> [MATERIAL FOR THIS TASK]:
-- Opening Marker --
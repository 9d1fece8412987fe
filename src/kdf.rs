//! Passphrase key derivation using PBKDF2-HMAC-SHA256
//!
//! The iteration count is not recorded in the container; it is fixed by
//! the container version.

use pbkdf2::pbkdf2_hmac;
use rand::RngCore;
use rand::rngs::OsRng;
use sha2::Sha256;
use zeroize::{Zeroize, ZeroizeOnDrop};

use crate::error::{ErrorCategory, ErrorKind, MencError, Result};

/// Length of salt in bytes
pub const SALT_LEN: usize = 16;

/// Length of derived key in bytes
pub const KEY_LEN: usize = 32;

/// Lowest iteration count accepted by `derive_key`
pub const MIN_ITERATIONS: u32 = 100_000;

/// Iteration count used by version 1 containers
pub const V1_ITERATIONS: u32 = 600_000;

/// A 256-bit key derived from a passphrase.
///
/// Wiped from memory on drop.
#[derive(Zeroize, ZeroizeOnDrop)]
pub struct DerivedKey {
    bytes: [u8; KEY_LEN],
}

impl DerivedKey {
    pub fn as_bytes(&self) -> &[u8; KEY_LEN] {
        &self.bytes
    }

    #[cfg(test)]
    pub(crate) fn from_bytes(bytes: [u8; KEY_LEN]) -> Self {
        Self { bytes }
    }
}

impl std::fmt::Debug for DerivedKey {
    fn fmt(&self, f: &mut std::fmt::Formatter<'_>) -> std::fmt::Result {
        f.debug_struct("DerivedKey")
            .field("bytes", &"[REDACTED]")
            .finish()
    }
}

/// Derive a 32-byte key from a passphrase and salt.
///
/// Deterministic for identical inputs and intentionally expensive.
pub fn derive_key(passphrase: &[u8], salt: &[u8], iterations: u32) -> Result<DerivedKey> {
    if passphrase.is_empty() {
        return Err(MencError::invalid_parameters(
            "passphrase must not be empty",
        ));
    }
    if salt.len() != SALT_LEN {
        return Err(MencError::invalid_parameters(format!(
            "salt must be {} bytes, got {}",
            SALT_LEN,
            salt.len()
        )));
    }
    if iterations < MIN_ITERATIONS {
        return Err(MencError::invalid_parameters(format!(
            "iteration count {} is below the minimum of {}",
            iterations, MIN_ITERATIONS
        )));
    }

    let mut key = DerivedKey {
        bytes: [0u8; KEY_LEN],
    };
    pbkdf2_hmac::<Sha256>(passphrase, salt, iterations, &mut key.bytes);
    Ok(key)
}

/// Resolve the iteration count a container version was written with.
pub fn iterations_for_version(version: u8) -> Result<u32> {
    match version {
        1 => Ok(V1_ITERATIONS),
        other => Err(MencError::new(
            ErrorCategory::User,
            ErrorKind::UnsupportedVersion,
            format!(
                "no key derivation parameters for container version {}",
                other
            ),
        )),
    }
}

/// Generate a fresh random salt
pub fn generate_salt() -> [u8; SALT_LEN] {
    let mut salt = [0u8; SALT_LEN];
    OsRng.fill_bytes(&mut salt);
    salt
}
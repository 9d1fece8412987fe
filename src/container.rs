//! Container header codec
//!
//! The container layout is:
//! - magic: 4 bytes ("MENC")
//! - version: 1 byte
//! - salt: 16 bytes
//! - nonce: 12 bytes
//! - chunk count: 4 bytes (big-endian u32)
//! - ciphertext chunks: `CHUNK_SIZE` bytes each, the last one possibly shorter
//! - tag: 16 bytes
//!
//! All header fields are fixed width, so parsing never allocates.

use std::io::{self, Read};

use crate::cipher::NONCE_LEN;
use crate::error::{ErrorCategory, ErrorKind, MencError, Result};
use crate::kdf::SALT_LEN;

/// Magic marker at the start of every container
pub const MAGIC: [u8; 4] = *b"MENC";

/// Version written by this build
pub const VERSION: u8 = 1;

/// Length of the serialized header in bytes
pub const HEADER_LEN: usize = MAGIC.len() + 1 + SALT_LEN + NONCE_LEN + 4;

/// Length of the trailing authentication tag in bytes
pub const TAG_LEN: usize = 16;

/// Plaintext bytes per chunk. Ciphertext chunks have the same size.
pub const CHUNK_SIZE: usize = 64 * 1024;

const VERSION_OFFSET: usize = 4;
const SALT_OFFSET: usize = 5;
const NONCE_OFFSET: usize = SALT_OFFSET + SALT_LEN;
const COUNT_OFFSET: usize = NONCE_OFFSET + NONCE_LEN;

#[derive(Debug, Clone, Copy, PartialEq, Eq)]
pub struct Header {
    pub version: u8,
    pub salt: [u8; SALT_LEN],
    pub nonce: [u8; NONCE_LEN],
    pub chunk_count: u32,
}

impl Header {
    /// Header for a container written by this build.
    pub fn new(salt: [u8; SALT_LEN], nonce: [u8; NONCE_LEN], chunk_count: u32) -> Self {
        Self {
            version: VERSION,
            salt,
            nonce,
            chunk_count,
        }
    }

    /// Total container size for a payload of `plaintext_len` bytes.
    pub fn container_len(plaintext_len: u64) -> u64 {
        HEADER_LEN as u64 + plaintext_len + TAG_LEN as u64
    }

    /// Whether chunk `index` is the final one. Only the final chunk may be
    /// shorter than `CHUNK_SIZE`.
    pub fn is_last_chunk(&self, index: u32) -> bool {
        index.checked_add(1) == Some(self.chunk_count)
    }
}

pub fn write_header(header: &Header) -> [u8; HEADER_LEN] {
    let mut out = [0u8; HEADER_LEN];
    out[..VERSION_OFFSET].copy_from_slice(&MAGIC);
    out[VERSION_OFFSET] = header.version;
    out[SALT_OFFSET..NONCE_OFFSET].copy_from_slice(&header.salt);
    out[NONCE_OFFSET..COUNT_OFFSET].copy_from_slice(&header.nonce);
    out[COUNT_OFFSET..].copy_from_slice(&header.chunk_count.to_be_bytes());
    out
}

/// Parse and validate a header from the start of `bytes`.
///
/// Bytes beyond `HEADER_LEN` are ignored.
pub fn read_header(bytes: &[u8]) -> Result<Header> {
    if bytes.len() < MAGIC.len() {
        return Err(MencError::malformed(
            "input size smaller than magic marker; likely truncated",
        ));
    }
    if bytes[..VERSION_OFFSET] != MAGIC {
        return Err(MencError::malformed("input unrecognized as menc data"));
    }
    if bytes.len() < HEADER_LEN {
        return Err(MencError::malformed(
            "input likely truncated while reading header",
        ));
    }

    let version = bytes[VERSION_OFFSET];
    if version != VERSION {
        return Err(MencError::new(
            ErrorCategory::User,
            ErrorKind::UnsupportedVersion,
            format!(
                "input claims to be menc, but version {} is not one we support",
                version
            ),
        ));
    }

    let mut salt = [0u8; SALT_LEN];
    salt.copy_from_slice(&bytes[SALT_OFFSET..NONCE_OFFSET]);
    let mut nonce = [0u8; NONCE_LEN];
    nonce.copy_from_slice(&bytes[NONCE_OFFSET..COUNT_OFFSET]);
    let mut count = [0u8; 4];
    count.copy_from_slice(&bytes[COUNT_OFFSET..HEADER_LEN]);

    Ok(Header {
        version,
        salt,
        nonce,
        chunk_count: u32::from_be_bytes(count),
    })
}

/// Read a header off the front of a stream, returning the raw bytes as well
/// since they are authenticated along with the body.
pub fn read_header_from<R: Read>(reader: &mut R) -> Result<([u8; HEADER_LEN], Header)> {
    let mut raw = [0u8; HEADER_LEN];
    let filled = read_up_to(reader, &mut raw)
        .map_err(|e| MencError::io(e, "failed to read container header"))?;
    let header = read_header(&raw[..filled])?;
    Ok((raw, header))
}

/// Fill `buf` from `reader`, stopping early only at end of input.
///
/// Returns the number of bytes read.
pub(crate) fn read_up_to<R: Read + ?Sized>(reader: &mut R, buf: &mut [u8]) -> io::Result<usize> {
    let mut filled = 0;
    while filled < buf.len() {
        match reader.read(&mut buf[filled..]) {
            Ok(0) => break,
            Ok(n) => filled += n,
            Err(e) if e.kind() == io::ErrorKind::Interrupted => continue,
            Err(e) => return Err(e),
        }
    }
    Ok(filled)
}

/// Number of chunks needed for `len` plaintext bytes.
pub fn chunk_count_for_len(len: u64) -> Result<u32> {
    let count = len.div_ceil(CHUNK_SIZE as u64);
    u32::try_from(count).map_err(|_| {
        MencError::invalid_parameters(format!(
            "input of {} bytes exceeds the maximum of {} chunks",
            len,
            u32::MAX
        ))
    })
}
-- Closing Marker --
> [YOUR OBJECTIVE]:
Where a line above holds the string "while", show that line.

> [RESPONSE TO THE EXERCISE]:
            "input likely truncated while reading header",
    while filled < buf.len() {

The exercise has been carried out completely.